- Italian film poster for Psychopath
- Directed by: Guido Zurli [it]
- Screenplay by: Enzo Gicca Palli; Arpad De Riso [it];
- Produced by: Theo Maria Werner [de]; Ralph Zucker;
- Starring: George Martin; Ingrid Schoeller; Karin Field; Paolo Carlini; Andrea Aureli;
- Cinematography: Franco Villa
- Edited by: Romeo Ciatti
- Music by: Gino Peguri
- Production companies: Cinesecolo S.r.l.; Rekord Film; Cine Teatri; Parnass-Film GmbH;
- Release dates: 15 April 1968 (Italy); 25 April 1969 (Germany);
- Countries: Italy; West Germany;

= Psychopath (1968 film) =

1968 film

Psychopath (Sigpress contro Scotland Yard, Mister Zehn Prozent - Miezen und Moneten) is a 1968 film directed by Guido Zurli.

==Plot==
Sigpress is a professional thief who steals jewels which he then returns to the owners in order to collect money as a reward. He is being tracked by Scotland Yard when he learns that the gem called the Eye of Allah is being escorted from London to Paris. On attempting to steal the jewel, he finds it's a fake which leads to his own investigation.

==Cast==
- George Martin as Sigpress
- Ingrid Schoeller as Marielle
- Karin Field as Priscilla, Niorkos Frau
- Paolo Carlini as Inspektor Bennet
- Andrea Aureli as Thamistokles Niorkos
- Gloria Paul as Nachtclubtänzerin
- Nick Jordan as Pedro
- Klaus Kinski as Periwinkle
- Artemio Antonini
- Giorgio Bixio

==Production==
Psychopaths script is credited to Theo Maria Werner and Arpad De Riso. It was actually written by Riso and an uncredited Enzo Gicca Palli. Werner Hauff and Zurli are also credited as co-writers but accordingly to Zurli, their presence was nominal and only added per co-production needs.
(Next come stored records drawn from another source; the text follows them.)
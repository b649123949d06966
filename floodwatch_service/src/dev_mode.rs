/// Development mode utilities for running without a backend or a GPS.
///
/// Serves a fixed set of demo dams around Pune and replays a drive from
/// the city centre south to Khadakwasla, so the whole ranking and alert
/// pipeline can be exercised offline.

use std::time::Duration;

use crate::ingest::predictions::StaticStationRepository;
use crate::location::{ReplayLocationProvider, TrackPoint};
use crate::model::{Coordinate, ForecastEntry, StationRecord};
use crate::subscriptions::SubscriptionSet;

pub const DEMO_REGION: &str = "pune";

/// Pune city centre, where the demo track starts.
pub const DEMO_START: (f64, f64) = (18.5204, 73.8567);

/// Where the demo track ends, about 0.2 km from Khadakwasla Dam.
pub const DEMO_END: (f64, f64) = (18.3552, 73.8350);

const DEMO_TRACK_STEPS: usize = 8;

struct DemoDam {
    id: &'static str,
    name: &'static str,
    latitude: f64,
    longitude: f64,
    /// (rainfall mm, discharge, release probability, risk) per forecast day.
    forecast: &'static [(f64, f64, f64, &'static str)],
}

static DEMO_DAMS: &[DemoDam] = &[
    DemoDam {
        id: "mulshi",
        name: "Mulshi Dam",
        latitude: 18.7298,
        longitude: 73.6462,
        forecast: &[
            (18.2, 168.7, 0.82, "Warning"),
            (24.1, 195.2, 0.78, "Warning"),
            (15.3, 172.5, 0.65, "Watch"),
        ],
    },
    DemoDam {
        id: "khadakwasla",
        name: "Khadakwasla Dam",
        latitude: 18.3534,
        longitude: 73.8341,
        forecast: &[
            (14.1, 142.3, 0.64, "Watch"),
            (21.5, 175.8, 0.65, "Warning"),
            (18.9, 165.2, 0.58, "Watch"),
        ],
    },
    DemoDam {
        id: "panshet",
        name: "Panshet Dam",
        latitude: 18.2245,
        longitude: 74.0267,
        forecast: &[
            (10.5, 115.3, 0.22, "Safe"),
            (19.2, 152.6, 0.41, "Safe"),
        ],
    },
];

/// Configuration for a dev-mode session.
pub struct DevMode {
    /// Pause between replayed fixes.
    pub step_interval: Duration,
}

impl DevMode {
    pub fn new(step_interval: Duration) -> Self {
        Self { step_interval }
    }

    pub fn repository(&self) -> StaticStationRepository {
        StaticStationRepository::new(demo_stations())
    }

    pub fn location_provider(&self) -> ReplayLocationProvider {
        ReplayLocationProvider::new(demo_track())
    }

    /// Demo sessions subscribe to the demo region so alerts can fire.
    pub fn subscriptions(&self) -> SubscriptionSet {
        SubscriptionSet::from_regions([DEMO_REGION])
    }
}

impl Default for DevMode {
    fn default() -> Self {
        Self::new(Duration::from_secs(2))
    }
}

pub fn demo_stations() -> Vec<StationRecord> {
    DEMO_DAMS
        .iter()
        .filter_map(|dam| {
            let coordinate = Coordinate::new(dam.latitude, dam.longitude).ok()?;
            let forecast: Vec<ForecastEntry> = dam
                .forecast
                .iter()
                .enumerate()
                .map(|(day, &(rainfall, discharge, probability, risk))| ForecastEntry {
                    date: Some(format!("day {}", day + 1)),
                    rainfall_mm: Some(rainfall),
                    discharge: Some(discharge),
                    risk_level: Some(risk.to_string()),
                    release_probability: Some(probability),
                })
                .collect();
            Some(StationRecord {
                id: dam.id.to_string(),
                name: dam.name.to_string(),
                region: DEMO_REGION.to_string(),
                coordinate,
                risk_level: forecast.first().and_then(|f| f.risk_level.clone()),
                forecast,
            })
        })
        .collect()
}

/// Evenly spaced points from `DEMO_START` to `DEMO_END`, inclusive.
pub fn demo_track() -> Vec<TrackPoint> {
    let (lat0, lng0) = DEMO_START;
    let (lat1, lng1) = DEMO_END;
    let last = (DEMO_TRACK_STEPS - 1) as f64;

    (0..DEMO_TRACK_STEPS)
        .filter_map(|i| {
            let t = i as f64 / last;
            Coordinate::new(lat0 + (lat1 - lat0) * t, lng0 + (lng1 - lng0) * t)
                .ok()
                .map(|coordinate| TrackPoint {
                    coordinate,
                    accuracy_m: Some(15.0),
                })
        })
        .collect()
}

#[cfg(test)]
mod tests {
    use super::*;
    use crate::alert::proximity::{DEFAULT_PROXIMITY_THRESHOLD_KM, EdgeTrigger};
    use crate::analysis::proximity::rank;

    #[test]
    fn test_dev_mode_creation() {
        let dev = DevMode::default();
        assert_eq!(dev.step_interval, Duration::from_secs(2));
        assert!(dev.subscriptions().contains("pune"));
    }

    #[test]
    fn test_demo_stations_carry_first_day_risk() {
        let stations = demo_stations();
        assert_eq!(stations.len(), 3);
        let risks: Vec<Option<&str>> = stations.iter().map(|s| s.risk_level.as_deref()).collect();
        assert_eq!(risks, vec![Some("Warning"), Some("Watch"), Some("Safe")]);
        assert!(stations.iter().all(|s| s.region == DEMO_REGION));
    }

    #[test]
    fn test_demo_track_endpoints() {
        let track = demo_track();
        assert_eq!(track.len(), DEMO_TRACK_STEPS);
        assert_eq!(track[0].coordinate.latitude(), DEMO_START.0);
        let end = track[track.len() - 1].coordinate;
        assert!((end.latitude() - DEMO_END.0).abs() < 1e-9);
        assert!((end.longitude() - DEMO_END.1).abs() < 1e-9);
    }

    #[test]
    fn test_demo_track_alerts_only_at_the_end() {
        let stations = demo_stations();
        let subs = DevMode::default().subscriptions();
        let mut trigger = EdgeTrigger::new();

        let mut fired = Vec::new();
        for (i, point) in demo_track().iter().enumerate() {
            let ranked = rank(Some(&point.coordinate), &stations);
            for alert in trigger.observe(&ranked, &subs, DEFAULT_PROXIMITY_THRESHOLD_KM) {
                fired.push((i, alert.station_id));
            }
        }
        assert_eq!(fired, vec![(DEMO_TRACK_STEPS - 1, "khadakwasla".to_string())]);
    }
}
Guido Zurli was aware of cast member Klaus Kinski's behavior on set, and devised a plan to keep him behaved. When becoming aware that he was approaching the set, Zurli began acting mad by throwing way the script, yelling and kicking floodlights. This was a plan to have Kinski believe that he was even more outrageous than he could be.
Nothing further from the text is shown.